DRINKING GREEN TEA, 183 CALORIES A DAY
When it comes to weight loss, what sounds too good to be true usually is just that. There’s no easy way out. But studies have shown that drinking multiple glasses of green tea each day could have a significant impact on your overall body fat percentage. In fact, a study conducted on obese Thai men found that those who drank green tea burned on average 183 more calories a day than those who did not. Experts credit the tea’s polyphenols, which are rich in antioxidants and can help your body more effectively break down fat. You’ll need to drink a lot of tea, though—studies range from three to eight glasses a day—to see serious results.
SWEATING IT OUT, 200-600 CALORIES IN 30 MINUTES
Just like a hot bath, infrared saunas and sweat lodges can also torch calories by causing your resting body temperature to spike. Higher Dose, a New York City spa dedicated to infrared saunas, claims that one 45-minute session of sitting down and doing nothing will burn as many calories as a three to four mile run. Or instead of a sauna, you can choose to wrap yourself up like a burrito and cook inside an infrared blanket (Selena Gomez is said to be a fan). Shape House, an infrared sweat lodge in Los Angeles, claims you can burn anywhere between 800 and 1,600 calories during a single 55-minute session. There are few scientific studies to backup these high caloric claims, though experts do generally agree that sweating can aid in weight loss, mostly from the body’s depletion of water. But how many calories will you be burning exactly? It’s hard to tell.

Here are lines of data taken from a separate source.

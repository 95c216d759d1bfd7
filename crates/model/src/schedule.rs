use std::fmt;

use chrono::{DateTime, Local, NaiveDate};
use schemars::JsonSchema;
use serde::{Deserialize, Serialize};
use utility::id::{HasId, Id};

use crate::{
    blood::BloodGroup,
    blood_bank::BloodBank,
    donor::Donor,
    ExampleData,
};

/// The fixed one-hour booking windows of a service day.
#[derive(
    Debug, Clone, Copy, PartialEq, Eq, Hash, Serialize, Deserialize, JsonSchema,
)]
pub enum TimeSlot {
    #[serde(rename = "08:00-09:00")]
    From08,
    #[serde(rename = "09:00-10:00")]
    From09,
    #[serde(rename = "10:00-11:00")]
    From10,
    #[serde(rename = "11:00-12:00")]
    From11,
    #[serde(rename = "12:00-13:00")]
    From12,
    #[serde(rename = "13:00-14:00")]
    From13,
    #[serde(rename = "14:00-15:00")]
    From14,
    #[serde(rename = "15:00-16:00")]
    From15,
    #[serde(rename = "16:00-17:00")]
    From16,
    #[serde(rename = "17:00-18:00")]
    From17,
}

impl TimeSlot {
    pub const ALL: [TimeSlot; 10] = [
        TimeSlot::From08,
        TimeSlot::From09,
        TimeSlot::From10,
        TimeSlot::From11,
        TimeSlot::From12,
        TimeSlot::From13,
        TimeSlot::From14,
        TimeSlot::From15,
        TimeSlot::From16,
        TimeSlot::From17,
    ];

    pub fn label(&self) -> &'static str {
        match self {
            TimeSlot::From08 => "08:00-09:00",
            TimeSlot::From09 => "09:00-10:00",
            TimeSlot::From10 => "10:00-11:00",
            TimeSlot::From11 => "11:00-12:00",
            TimeSlot::From12 => "12:00-13:00",
            TimeSlot::From13 => "13:00-14:00",
            TimeSlot::From14 => "14:00-15:00",
            TimeSlot::From15 => "15:00-16:00",
            TimeSlot::From16 => "16:00-17:00",
            TimeSlot::From17 => "17:00-18:00",
        }
    }
}

impl fmt::Display for TimeSlot {
    fn fmt(&self, f: &mut fmt::Formatter<'_>) -> fmt::Result {
        write!(f, "{}", self.label())
    }
}

#[derive(
    Debug, Clone, Copy, PartialEq, Eq, Serialize, Deserialize, JsonSchema,
)]
#[serde(rename_all = "SCREAMING_SNAKE_CASE")]
pub enum ScheduleStatus {
    Scheduled,
    Confirmed,
    Cancelled,
    Completed,
    NoShow,
}

impl ScheduleStatus {
    /// Terminal states permit no further transition.
    pub fn is_terminal(&self) -> bool {
        matches!(
            self,
            ScheduleStatus::Cancelled
                | ScheduleStatus::Completed
                | ScheduleStatus::NoShow
        )
    }
}

/// Reminder bookkeeping, independent of the schedule status.
#[derive(
    Debug, Clone, Copy, PartialEq, Eq, Serialize, Deserialize, JsonSchema,
)]
#[serde(rename_all = "SCREAMING_SNAKE_CASE")]
pub enum ReminderStatus {
    NotSent,
    Sent,
    Failed,
}

#[derive(
    Debug, Clone, Copy, PartialEq, Eq, Serialize, Deserialize, JsonSchema,
)]
#[serde(rename_all = "SCREAMING_SNAKE_CASE")]
pub enum DonationType {
    WholeBlood,
    Plasma,
    Platelets,
    DoubleRedCells,
}

#[derive(
    Debug, Clone, Copy, PartialEq, Eq, Serialize, Deserialize, JsonSchema,
)]
#[serde(rename_all = "SCREAMING_SNAKE_CASE")]
pub enum ContactMethod {
    Email,
    Sms,
    Phone,
}

/// Denormalized donor data carried on the schedule for display.
#[derive(Debug, Clone, Serialize, Deserialize, JsonSchema)]
#[serde(rename_all = "camelCase")]
pub struct DonorRef {
    pub id: Id<Donor>,
    pub name: String,
    pub blood_group: BloodGroup,
}

/// Denormalized blood bank data carried on the schedule for display.
#[derive(Debug, Clone, Serialize, Deserialize, JsonSchema)]
#[serde(rename_all = "camelCase")]
pub struct BloodBankRef {
    pub id: Id<BloodBank>,
    pub name: String,
    pub address: String,
}

/// Marker for completed donation records, which live outside this core.
#[derive(Debug, Clone, JsonSchema)]
pub struct Donation;

impl HasId for Donation {
    type IdType = String;
}

/// The appointment aggregate. Mutated only through the lifecycle operations
/// in `donation::lifecycle`; the status timestamps are stamped exactly once,
/// at the transition into the respective state.
#[serde_with::skip_serializing_none]
#[derive(Debug, Clone, Serialize, Deserialize, JsonSchema)]
#[serde(rename_all = "camelCase")]
pub struct DonationSchedule {
    pub donor: DonorRef,
    pub blood_bank: BloodBankRef,
    pub scheduled_date: NaiveDate,
    pub time_slot: TimeSlot,
    pub status: ScheduleStatus,
    pub reminder_status: ReminderStatus,

    pub donation_type: DonationType,
    pub purpose: Option<String>,
    pub contact_method: Option<ContactMethod>,
    pub special_instructions: Option<String>,
    pub notes: Option<String>,
    pub estimated_duration_minutes: Option<u32>,
    pub recurring: bool,
    pub recurrence_pattern: Option<String>,
    pub scheduled_by: Option<String>,
    pub send_reminders: bool,

    pub confirmed_at: Option<DateTime<Local>>,
    pub cancelled_at: Option<DateTime<Local>>,
    pub cancellation_reason: Option<String>,
    /// Set exactly when the schedule reaches `COMPLETED`.
    pub completed_donation: Option<Id<Donation>>,
}

impl DonationSchedule {
    /// Whether this schedule holds the given slot against new bookings.
    /// Terminal schedules release their slot.
    pub fn occupies(
        &self,
        blood_bank: &Id<BloodBank>,
        date: NaiveDate,
        slot: TimeSlot,
    ) -> bool {
        !self.status.is_terminal()
            && self.blood_bank.id == *blood_bank
            && self.scheduled_date == date
            && self.time_slot == slot
    }
}

impl HasId for DonationSchedule {
    type IdType = String;
}

impl ExampleData for DonationSchedule {
    fn example_data() -> Self {
        DonationSchedule {
            donor: DonorRef {
                id: Id::new("donor-1".to_owned()),
                name: "Jona Petersen".to_owned(),
                blood_group: BloodGroup {
                    blood_type: crate::blood::BloodType::O,
                    rh_factor: crate::blood::RhFactor::Negative,
                },
            },
            blood_bank: BloodBankRef {
                id: Id::new("bank-1".to_owned()),
                name: "Blutspendezentrale Kiel".to_owned(),
                address: "Hospitalstraße 42, 24105 Kiel".to_owned(),
            },
            scheduled_date: NaiveDate::from_ymd_opt(2025, 6, 10)
                .unwrap_or_default(),
            time_slot: TimeSlot::From10,
            status: ScheduleStatus::Scheduled,
            reminder_status: ReminderStatus::NotSent,
            donation_type: DonationType::WholeBlood,
            purpose: None,
            contact_method: Some(ContactMethod::Email),
            special_instructions: None,
            notes: None,
            estimated_duration_minutes: Some(45),
            recurring: false,
            recurrence_pattern: None,
            scheduled_by: Some("donor-1".to_owned()),
            send_reminders: true,
            confirmed_at: None,
            cancelled_at: None,
            cancellation_reason: None,
            completed_donation: None,
        }
    }
}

CLEANING YOUR HOUSE, 100 CALORIES AN HOUR
Perhaps the least relaxing but most beneficial way to burn calories is just by cleaning your damn house. Swiffer the floors, load the dishwasher, scrub the tub—minor household activities, done for short intervals, can rack up a serious calorie deficit. Health notes that washing and drying a full sink of dishes for an hour can burn 100 calories, while cleaning every surface in your bathroom for 35 minutes is the equivalent to walking for the same amount of time on the treadmill. Small chores add up, but be careful that you’re not overestimating your effort or time. A 2013 study showed that people who counted housework as part of their exercise routine actually weighed more than those who didn’t. So while you may still need to hit the gym, at least you’ll come home to a pristine house.